Heaven came in all shapes and sizes: whether a 34C, a hot Seattle’s Best, or a clear head. With sobriety, solid thinking had returned, but oddly enough, not the overriding need to have every woman who eyed him. LaMoia wanted something different now. More connection, less infatuation. He wasn’t sure what love was, but he thought that might be it. As a result, he stayed away from the “badgers” at the cop bars, the coworkers, the waitresses who came on to him, avoiding the urge to slip his hand between the jeans and the soft skin and light them up. God, how he had lived for that power, the ability to reduce a grown woman to outright need. They still called, leaving casual messages on his answering machine, the implications and invitations subtle but not misunderstood.
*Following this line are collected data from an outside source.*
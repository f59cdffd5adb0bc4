use std::{
    path::{Path, PathBuf},
    process::Stdio,
    sync::Arc,
};
use tokio::{
    io::{AsyncBufReadExt, BufReader},
    process::{ChildStdout, Command},
};

use super::{AttachedNode, NodeHandle};
use crate::{
    config::{DaemonConfig, NodeConfig},
    errors::HarnessError,
    rpc::ConnectionRegistry,
    types::ConnectionIdentity,
};

/// Launches node daemons and connects to them.
pub struct NodeSupervisor {
    daemon: DaemonConfig,
    registry: Arc<ConnectionRegistry>,
}

impl NodeSupervisor {
    #[must_use]
    pub fn new(daemon: DaemonConfig, registry: Arc<ConnectionRegistry>) -> Self {
        Self { daemon, registry }
    }

    #[must_use]
    pub fn daemon(&self) -> &DaemonConfig {
        &self.daemon
    }

    #[must_use]
    pub fn registry(&self) -> &Arc<ConnectionRegistry> {
        &self.registry
    }

    /// Path of the node config inside `datadir`.
    #[must_use]
    pub fn conf_path(&self, datadir: &Path) -> PathBuf {
        datadir.join(&self.daemon.conf_file_name)
    }

    fn load(&self, datadir: &Path) -> Result<(NodeConfig, ConnectionIdentity), HarnessError> {
        let config = NodeConfig::load(self.conf_path(datadir))?;
        let identity = config.credentials()?;
        Ok((config, identity))
    }

    /// Starts the daemon for `datadir` and returns once its client is ready.
    ///
    /// The node config is loaded and its credentials validated before anything is spawned.
    /// There is no readiness handshake: after spawning, the call sleeps for the configured
    /// startup grace period. Use
    /// [`wait_until_reachable`](crate::cluster::wait_until_reachable) to wait for RPC.
    ///
    /// # Errors
    ///
    /// - [`HarnessError::Config`] if the config is missing or lacks credentials
    /// - [`HarnessError::Spawn`] if the daemon binary cannot be launched
    /// - [`HarnessError::Rpc`] if the RPC client cannot be built
    pub async fn start(
        &self,
        datadir: impl AsRef<Path>,
        name: Option<&str>,
    ) -> Result<NodeHandle, HarnessError> {
        let datadir = datadir.as_ref();
        let (config, identity) = self.load(datadir)?;
        let label = name.map_or_else(|| datadir.display().to_string(), str::to_string);

        let mut child = Command::new(&self.daemon.binary)
            .arg(format!("-datadir={}", datadir.display()))
            .stdin(Stdio::null())
            .stdout(Stdio::piped())
            .stderr(Stdio::inherit())
            .kill_on_drop(false)
            .spawn()
            .map_err(|source| HarnessError::Spawn { binary: self.daemon.binary.clone(), source })?;

        tracing::info!(
            node = %label,
            pid = ?child.id(),
            datadir = %datadir.display(),
            port = identity.port,
            "started node"
        );

        if let Some(stdout) = child.stdout.take() {
            drain_stdout(label.clone(), stdout);
        }

        let client = match self.registry.get_connection(Some(identity)) {
            Ok(client) => client,
            Err(e) => {
                if let Err(kill_err) = child.start_kill() {
                    tracing::warn!(node = %label, error = %kill_err, "failed to kill node");
                }
                return Err(e);
            }
        };

        let grace = self.daemon.startup_grace();
        if !grace.is_zero() {
            tracing::debug!(node = %label, grace_ms = grace.as_millis(), "waiting for startup");
            tokio::time::sleep(grace).await;
        }

        Ok(NodeHandle::new(
            name.map(str::to_string),
            datadir.to_path_buf(),
            config,
            client,
            child,
            self.daemon.shutdown_timeout(),
        ))
    }

    /// Connects to a node that is already running from `datadir`, without spawning.
    ///
    /// # Errors
    ///
    /// - [`HarnessError::Config`] if the config is missing or lacks credentials
    /// - [`HarnessError::Rpc`] if the RPC client cannot be built
    pub fn attach(
        &self,
        datadir: impl AsRef<Path>,
        name: Option<&str>,
    ) -> Result<AttachedNode, HarnessError> {
        let datadir = datadir.as_ref();
        let (config, identity) = self.load(datadir)?;
        let client = self.registry.get_connection(Some(identity))?;
        Ok(AttachedNode::new(name.map(str::to_string), datadir.to_path_buf(), config, client))
    }
}

/// Forwards daemon stdout to trace events until the pipe closes.
fn drain_stdout(label: String, stdout: ChildStdout) {
    tokio::spawn(async move {
        let mut lines = BufReader::new(stdout).lines();
        loop {
            match lines.next_line().await {
                Ok(Some(line)) => tracing::trace!(node = %label, %line, "daemon stdout"),
                Ok(None) => break,
                Err(e) => {
                    tracing::debug!(node = %label, error = %e, "daemon stdout closed");
                    break;
                }
            }
        }
    });
}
They wanted him. Only months ago, he had let that want of theirs run his life, dictate his arrogance, demand his attention. And now he had to live with that past, and he found it embarrassing.
When the phone rang, he peeked at the caller-ID, dreading to play that role—the flirtation that came packaged with expectation. But the phone number proved familiar to him: the fifth floor. A case. Something to get him outside himself. He answered the phone: It was a jumper, a drowning. As good a way to start a night tour as any.
The bridge shook with traffic, making her knees dance. Daphne Matthews tucked her rain-dampened hair behind her right ear in a gesture that was more automatic than necessary because of the headband. Her hair fell into her face if she let it because of a haircut she didn’t like but could do nothing about. The result was a black velour headband that put a speed bump just behind her forehead and, she feared, made her ears stick out.
The blue emergency strobe lights from patrol cars, the amber lights of Search and Rescue, and the blinding white pulses from an ambulance whose services would not be required hurt her eyes to the point of headache. This, along with the rain and the vibrations coming up her legs, gave her a bout of vertigo. She reached out to steady herself but stopped at the last moment, discovering she had not yet donned the latex gloves required at any crime scene. Her hand locked instead around a forearm, nearly as hard as the steel bridge railing. When she realized this arm belonged to King County Deputy Sheriff Nathan Prair, she let go and stepped back and away.
“It’s been awhile, Daphne.”
“Deputy Prair.” She addressed him like a hostess to an uninvited dinner guest. Nathan Prair had been a client of hers—a patient. Departmental counseling following a shooting. She’d had to pass Prair off to a civilian colleague when he’d attached to her, professing he loved her. It had gotten to the point where thanking him or even speaking to him risked leading him on, sending some unintended signal.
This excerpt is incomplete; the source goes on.